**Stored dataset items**

//! Persistence seams for templates and suggestions.
//!
//! The scenario pool is the only shared mutable state in the system;
//! concurrent learners merge into it with commutative set-union
//! semantics. Stores that cannot express an atomic union surface
//! `StoreError::Conflict` from `save` so the default `merge_learned`
//! can retry the read-modify-write.

use async_trait::async_trait;
use chrono::{DateTime, Duration, Utc};
use tracing::debug;

use crate::error::StoreError;
use crate::pattern::Pattern;
use crate::scenario::Template;
use crate::suggestion::Suggestion;

/// How many times a conflicted merge is retried before giving up.
const MERGE_RETRIES: u32 = 3;

/// Persistence of the scenario pool.
#[async_trait]
pub trait ScenarioStore: Send + Sync {
    /// Load a template snapshot.
    async fn find(&self, template_id: &str) -> Result<Template, StoreError>;

    /// Persist a template.
    ///
    /// Must compare the template's `revision` against the stored one
    /// and return `StoreError::Conflict` on mismatch; on success the
    /// stored revision is bumped.
    async fn save(&self, template: &Template) -> Result<(), StoreError>;

    /// Atomically merge a learned pattern into a template.
    ///
    /// Returns whether the template actually changed (idempotent union:
    /// re-applying a known pattern is `Ok(false)`). Learning statistics
    /// are bumped in the same write when a change lands.
    ///
    /// The default implementation is a retrying read-modify-write over
    /// `find`/`save`; backends with native atomic updates may override.
    async fn merge_learned(
        &self,
        template_id: &str,
        pattern: &Pattern,
        now: DateTime<Utc>,
    ) -> Result<bool, StoreError> {
        for attempt in 0..MERGE_RETRIES {
            let mut template = self.find(template_id).await?;
            if !template.apply_pattern(pattern) {
                return Ok(false);
            }
            template.stats.record(&pattern.kind, now);
            match self.save(&template).await {
                Ok(()) => return Ok(true),
                Err(StoreError::Conflict { .. }) if attempt + 1 < MERGE_RETRIES => {
                    debug!(
                        template_id,
                        attempt, "Merge conflict, retrying with fresh snapshot"
                    );
                }
                Err(e) => return Err(e),
            }
        }
        Err(StoreError::Conflict {
            template_id: template_id.to_string(),
            expected: 0,
        })
    }
}

/// Persistence of the human-review suggestion queue.
#[async_trait]
pub trait SuggestionStore: Send + Sync {
    /// Find a pending suggestion with the given dedup key whose
    /// `last_seen` falls within the window ending at `now`.
    async fn find_pending(
        &self,
        template_id: &str,
        dedup_key: &str,
        window: Duration,
        now: DateTime<Utc>,
    ) -> Result<Option<Suggestion>, StoreError>;

    /// Insert a new suggestion row.
    async fn create(&self, suggestion: &Suggestion) -> Result<(), StoreError>;

    /// Bump the frequency counter and refresh `last_seen`.
    async fn increment_frequency(
        &self,
        suggestion_id: &str,
        last_seen: DateTime<Utc>,
    ) -> Result<(), StoreError>;
}
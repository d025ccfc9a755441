//! # introute Core
//!
//! Domain types, traits, and error definitions for the introute
//! tiered intent-resolution engine. This crate has **zero framework
//! dependencies** — it defines the domain model that all other crates
//! implement against.
//!
//! ## Design Philosophy
//!
//! Every external collaborator (scenario store, suggestion queue,
//! language-model provider, notifier, transcription service) is defined
//! as a trait here. Implementations live in their respective crates.
//! This enables:
//! - Swapping implementations via configuration
//! - Easy testing with mock/stub implementations
//! - Clean dependency graph (all crates depend inward on core)

pub mod alert;
pub mod error;
pub mod pattern;
pub mod provider;
pub mod routing;
pub mod scenario;
pub mod store;
pub mod suggestion;

// Re-export key types at crate root for ergonomics
pub use alert::{Alert, AlertSeverity, Notifier};
pub use error::{Error, LearningError, ProviderError, Result, StoreError};
pub use pattern::{Pattern, PatternKind};
pub use provider::{
    CompletionRequest, CompletionResponse, LanguageModelProvider, Retranscription,
    TranscriptionProvider, Usage,
};
pub use routing::{CallContext, Performance, RoutingResult, Tier, TierMatch};
pub use scenario::{
    BudgetState, ConfigIssue, IssueSeverity, LearningStats, Scenario, ScenarioCategory, Template,
    TemplateSettings,
};
pub use store::{ScenarioStore, SuggestionStore};
pub use suggestion::{Suggestion, SuggestionStatus};
//! Linguistic patterns extracted from Tier-3 decisions.
//!
//! A pattern is a reusable fact (synonym pair, filler word, trigger
//! keyword) that, once promoted into the template, lets a cheaper tier
//! resolve the same phrasing next time.

use serde::{Deserialize, Serialize};

/// Type-specific pattern payload.
#[derive(Debug, Clone, PartialEq, Eq, Serialize, Deserialize)]
#[serde(tag = "type", rename_all = "snake_case")]
pub enum PatternKind {
    /// Technical term ↔ colloquial phrasing pair.
    Synonym { technical: String, colloquial: String },
    /// A word callers use that carries no intent signal.
    Filler { word: String },
    /// A trigger keyword for a specific scenario.
    Keyword { scenario_id: String, word: String },
    /// A veto keyword for a specific scenario.
    NegativeKeyword { scenario_id: String, word: String },
}

impl PatternKind {
    /// Short tag for logs and alert details.
    pub fn tag(&self) -> &'static str {
        match self {
            Self::Synonym { .. } => "synonym",
            Self::Filler { .. } => "filler",
            Self::Keyword { .. } => "keyword",
            Self::NegativeKeyword { .. } => "negative_keyword",
        }
    }
}

/// A pattern plus the extractor's confidence in it.
#[derive(Debug, Clone, PartialEq, Serialize, Deserialize)]
pub struct Pattern {
    #[serde(flatten)]
    pub kind: PatternKind,
    pub confidence: f32,
}

impl Pattern {
    pub fn new(kind: PatternKind, confidence: f32) -> Self {
        Self { kind, confidence }
    }

    /// Check the pattern is well-formed.
    ///
    /// Invalid patterns are skipped by the promoter, never raised;
    /// the returned message feeds the discard log.
    pub fn validate(&self) -> std::result::Result<(), String> {
        if !(0.0..=1.0).contains(&self.confidence) {
            return Err(format!("confidence {} outside [0,1]", self.confidence));
        }
        let non_empty = |label: &str, s: &str| {
            if s.trim().is_empty() {
                Err(format!("{label} is empty"))
            } else {
                Ok(())
            }
        };
        match &self.kind {
            PatternKind::Synonym {
                technical,
                colloquial,
            } => {
                non_empty("technical term", technical)?;
                non_empty("colloquial term", colloquial)?;
                if technical.trim().eq_ignore_ascii_case(colloquial.trim()) {
                    return Err("synonym maps a term to itself".into());
                }
                Ok(())
            }
            PatternKind::Filler { word } => non_empty("filler word", word),
            PatternKind::Keyword { scenario_id, word }
            | PatternKind::NegativeKeyword { scenario_id, word } => {
                non_empty("scenario id", scenario_id)?;
                non_empty("keyword", word)
            }
        }
    }

    /// Stable key for suggestion deduplication.
    ///
    /// Two extractions of the same fact (modulo case and whitespace)
    /// must produce the same key.
    pub fn dedup_key(&self) -> String {
        let norm = |s: &str| s.trim().to_lowercase();
        match &self.kind {
            PatternKind::Synonym {
                technical,
                colloquial,
            } => format!("synonym:{}:{}", norm(technical), norm(colloquial)),
            PatternKind::Filler { word } => format!("filler:{}", norm(word)),
            PatternKind::Keyword { scenario_id, word } => {
                format!("keyword:{}:{}", norm(scenario_id), norm(word))
            }
            PatternKind::NegativeKeyword { scenario_id, word } => {
                format!("negative_keyword:{}:{}", norm(scenario_id), norm(word))
            }
        }
    }
}

#[cfg(test)]
mod tests {
    use super::*;

    fn synonym(technical: &str, colloquial: &str, confidence: f32) -> Pattern {
        Pattern::new(
            PatternKind::Synonym {
                technical: technical.into(),
                colloquial: colloquial.into(),
            },
            confidence,
        )
    }

    #[test]
    fn valid_synonym_passes() {
        assert!(synonym("gastroscopy", "stomach check", 0.9).validate().is_ok());
    }

    #[test]
    fn empty_field_fails() {
        assert!(synonym("", "stomach check", 0.9).validate().is_err());
        assert!(synonym("gastroscopy", "  ", 0.9).validate().is_err());
    }

    #[test]
    fn self_synonym_fails() {
        assert!(synonym("checkup", "Checkup", 0.9).validate().is_err());
    }

    #[test]
    fn out_of_range_confidence_fails() {
        assert!(synonym("a", "b", 1.2).validate().is_err());
        assert!(synonym("a", "b", -0.1).validate().is_err());
    }

    #[test]
    fn dedup_key_is_case_insensitive() {
        let a = synonym("Gastroscopy", "Stomach Check", 0.9);
        let b = synonym("gastroscopy", " stomach check ", 0.7);
        assert_eq!(a.dedup_key(), b.dedup_key());
    }

    #[test]
    fn dedup_key_distinguishes_kinds() {
        let keyword = Pattern::new(
            PatternKind::Keyword {
                scenario_id: "sc_1".into(),
                word: "reschedule".into(),
            },
            0.8,
        );
        let negative = Pattern::new(
            PatternKind::NegativeKeyword {
                scenario_id: "sc_1".into(),
                word: "reschedule".into(),
            },
            0.8,
        );
        assert_ne!(keyword.dedup_key(), negative.dedup_key());
    }

    #[test]
    fn pattern_json_shape() {
        let p = synonym("gastroscopy", "stomach check", 0.9);
        let json = serde_json::to_value(&p).unwrap();
        assert_eq!(json["type"], "synonym");
        assert_eq!(json["technical"], "gastroscopy");

        let back: Pattern = serde_json::from_value(json).unwrap();
        assert_eq!(back, p);
    }
}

**Work request**
What you should output is every line of the records above, from the first through the line containing "a template snapshot.", unchanged.

**Answer to the problem**
//! Persistence seams for templates and suggestions.
//!
//! The scenario pool is the only shared mutable state in the system;
//! concurrent learners merge into it with commutative set-union
//! semantics. Stores that cannot express an atomic union surface
//! `StoreError::Conflict` from `save` so the default `merge_learned`
//! can retry the read-modify-write.

use async_trait::async_trait;
use chrono::{DateTime, Duration, Utc};
use tracing::debug;

use crate::error::StoreError;
use crate::pattern::Pattern;
use crate::scenario::Template;
use crate::suggestion::Suggestion;

/// How many times a conflicted merge is retried before giving up.
const MERGE_RETRIES: u32 = 3;

/// Persistence of the scenario pool.
#[async_trait]
pub trait ScenarioStore: Send + Sync {
    /// Load a template snapshot.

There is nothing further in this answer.